Problem description:
All of the records shown below need to be copied with no differences.

*** Provided records ***

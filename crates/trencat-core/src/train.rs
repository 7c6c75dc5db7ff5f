// Copyright 2025 eraflo
//
// Licensed under the Apache License, Version 2.0 (the "License");
// you may not use this file except in compliance with the License.
// You may obtain a copy of the License at
//
//     http://www.apache.org/licenses/LICENSE-2.0
//
// Unless required by applicable law or agreed to in writing, software
// distributed under the License is distributed on an "AS IS" BASIS,
// WITHOUT WARRANTIES OR CONDITIONS OF ANY KIND, either express or implied.
// See the License for the specific language governing permissions and
// limitations under the License.

//! Train specifications.

use crate::error::{CoreError, CoreResult};
use serde::{Deserialize, Serialize};

/// Static specification of a train. All values use SI units.
///
/// A `Train` is replaced as a whole through
/// [`PhysicsCore::set_train`](crate::physics::PhysicsCore::set_train); it is
/// never mutated field by field.
#[derive(Debug, Clone, Copy, PartialEq, Default, Serialize, Deserialize)]
#[serde(rename_all = "camelCase")]
pub struct Train {
    /// Operator-assigned identifier.
    pub id: u32,
    /// Empty mass in kg.
    pub mass: f64,
    /// Multiplier on mass accounting for rotating inertia (wheels, axles, motors).
    pub mass_factor: f64,
    /// Length in m.
    pub length: f64,
    /// Maximum traction force in N.
    pub max_force: f64,
    /// Maximum braking force in N.
    pub max_brake: f64,
    /// Linear rolling-resistance coefficient (per kg).
    pub resistance_lin: f64,
    /// Quadratic rolling-resistance coefficient (per kg, per (m/s)²).
    pub resistance_qua: f64,
}

impl Train {
    /// Checks that the specification describes a physically meaningful train.
    pub fn validate(&self) -> CoreResult<()> {
        let finite = [
            ("mass", self.mass),
            ("mass factor", self.mass_factor),
            ("length", self.length),
            ("max force", self.max_force),
            ("max brake", self.max_brake),
            ("linear resistance", self.resistance_lin),
            ("quadratic resistance", self.resistance_qua),
        ];
        if let Some((name, value)) = finite.iter().find(|(_, v)| !v.is_finite()) {
            return Err(CoreError::InvalidTrain(format!("{name} is {value}")));
        }
        if self.mass <= 0.0 {
            return Err(CoreError::InvalidTrain(format!(
                "mass must be positive, got {}",
                self.mass
            )));
        }
        if self.mass_factor < 1.0 {
            return Err(CoreError::InvalidTrain(format!(
                "mass factor must be at least 1, got {}",
                self.mass_factor
            )));
        }
        if self.length < 0.0 {
            return Err(CoreError::InvalidTrain(format!(
                "length must not be negative, got {}",
                self.length
            )));
        }
        if self.max_force < 0.0 || self.max_brake < 0.0 {
            return Err(CoreError::InvalidTrain(format!(
                "force limits must not be negative, got traction {} and brake {}",
                self.max_force, self.max_brake
            )));
        }
        if self.resistance_lin < 0.0 || self.resistance_qua < 0.0 {
            return Err(CoreError::InvalidTrain(
                "resistance coefficients must not be negative".to_string(),
            ));
        }
        Ok(())
    }
}

#[cfg(test)]
mod tests {
    use super::*;

    fn reference_train() -> Train {
        Train {
            id: 1,
            mass: 5.07e5,
            mass_factor: 1.06,
            length: 75.0,
            max_force: 3e5,
            max_brake: 4.475e5,
            resistance_lin: 0.014 / 5.07e5,
            resistance_qua: 2.564e-5 / 5.07e5,
        }
    }

    #[test]
    fn test_reference_train_is_valid() {
        assert!(reference_train().validate().is_ok());
    }

    #[test]
    fn test_default_train_is_rejected() {
        assert!(matches!(
            Train::default().validate(),
            Err(CoreError::InvalidTrain(_))
        ));
    }

    #[test]
    fn test_non_finite_values_are_rejected() {
        let train = Train {
            max_force: f64::NAN,
            ..reference_train()
        };
        assert!(train.validate().is_err());
    }

    #[test]
    fn test_mass_factor_below_one_is_rejected() {
        let train = Train {
            mass_factor: 0.9,
            ..reference_train()
        };
        assert!(train.validate().is_err());
    }

    #[test]
    fn test_json_uses_camel_case() {
        let json = serde_json::to_value(reference_train()).unwrap();
        assert_eq!(json["massFactor"], 1.06);
        assert_eq!(json["maxBrake"], 4.475e5);
    }
}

*** End of Provided records ***

Exercise output:
filename crates/trencat-core/src/train.rs
repository 7c6c75dc5db7ff5f
// Copyright 2025 eraflo
//
// Licensed under the Apache License, Version 2.0 (the "License");
// you may not use this file except in compliance with the License.
// You may obtain a copy of the License at
//
//     http://www.apache.org/licenses/LICENSE-2.0
//
// Unless required by applicable law or agreed to in writing, software
// distributed under the License is distributed on an "AS IS" BASIS,
// WITHOUT WARRANTIES OR CONDITIONS OF ANY KIND, either express or implied.
// See the License for the specific language governing permissions and
// limitations under the License.

//! Train specifications.

use crate::error::{CoreError, CoreResult};
use serde::{Deserialize, Serialize};

/// Static specification of a train. All values use SI units.
///
/// A `Train` is replaced as a whole through
/// [`PhysicsCore::set_train`](crate::physics::PhysicsCore::set_train); it is
/// never mutated field by field.
#[derive(Debug, Clone, Copy, PartialEq, Default, Serialize, Deserialize)]
#[serde(rename_all = "camelCase")]
pub struct Train {
    /// Operator-assigned identifier.
    pub id: u32,
    /// Empty mass in kg.
    pub mass: f64,
    /// Multiplier on mass accounting for rotating inertia (wheels, axles, motors).
    pub mass_factor: f64,
    /// Length in m.
    pub length: f64,
    /// Maximum traction force in N.
    pub max_force: f64,
    /// Maximum braking force in N.
    pub max_brake: f64,
    /// Linear rolling-resistance coefficient (per kg).
    pub resistance_lin: f64,
    /// Quadratic rolling-resistance coefficient (per kg, per (m/s)²).
    pub resistance_qua: f64,
}

impl Train {
    /// Checks that the specification describes a physically meaningful train.
    pub fn validate(&self) -> CoreResult<()> {
        let finite = [
            ("mass", self.mass),
            ("mass factor", self.mass_factor),
            ("length", self.length),
            ("max force", self.max_force),
            ("max brake", self.max_brake),
            ("linear resistance", self.resistance_lin),
            ("quadratic resistance", self.resistance_qua),
        ];
        if let Some((name, value)) = finite.iter().find(|(_, v)| !v.is_finite()) {
            return Err(CoreError::InvalidTrain(format!("{name} is {value}")));
        }
        if self.mass <= 0.0 {
            return Err(CoreError::InvalidTrain(format!(
                "mass must be positive, got {}",
                self.mass
            )));
        }
        if self.mass_factor < 1.0 {
            return Err(CoreError::InvalidTrain(format!(
                "mass factor must be at least 1, got {}",
                self.mass_factor
            )));
        }
        if self.length < 0.0 {
            return Err(CoreError::InvalidTrain(format!(
                "length must not be negative, got {}",
                self.length
            )));
        }
        if self.max_force < 0.0 || self.max_brake < 0.0 {
            return Err(CoreError::InvalidTrain(format!(
                "force limits must not be negative, got traction {} and brake {}",
                self.max_force, self.max_brake
            )));
        }
        if self.resistance_lin < 0.0 || self.resistance_qua < 0.0 {
            return Err(CoreError::InvalidTrain(
                "resistance coefficients must not be negative".to_string(),
            ));
        }
        Ok(())
    }
}

#[cfg(test)]
mod tests {
    use super::*;

    fn reference_train() -> Train {
        Train {
            id: 1,
            mass: 5.07e5,
            mass_factor: 1.06,
            length: 75.0,
            max_force: 3e5,
            max_brake: 4.475e5,
            resistance_lin: 0.014 / 5.07e5,
            resistance_qua: 2.564e-5 / 5.07e5,
        }
    }

    #[test]
    fn test_reference_train_is_valid() {
        assert!(reference_train().validate().is_ok());
    }

    #[test]
    fn test_default_train_is_rejected() {
        assert!(matches!(
            Train::default().validate(),
            Err(CoreError::InvalidTrain(_))
        ));
    }

    #[test]
    fn test_non_finite_values_are_rejected() {
        let train = Train {
            max_force: f64::NAN,
            ..reference_train()
        };
        assert!(train.validate().is_err());
    }

    #[test]
    fn test_mass_factor_below_one_is_rejected() {
        let train = Train {
            mass_factor: 0.9,
            ..reference_train()
        };
        assert!(train.validate().is_err());
    }

    #[test]
    fn test_json_uses_camel_case() {
        let json = serde_json::to_value(reference_train()).unwrap();
        assert_eq!(json["massFactor"], 1.06);
        assert_eq!(json["maxBrake"], 4.475e5);
    }
}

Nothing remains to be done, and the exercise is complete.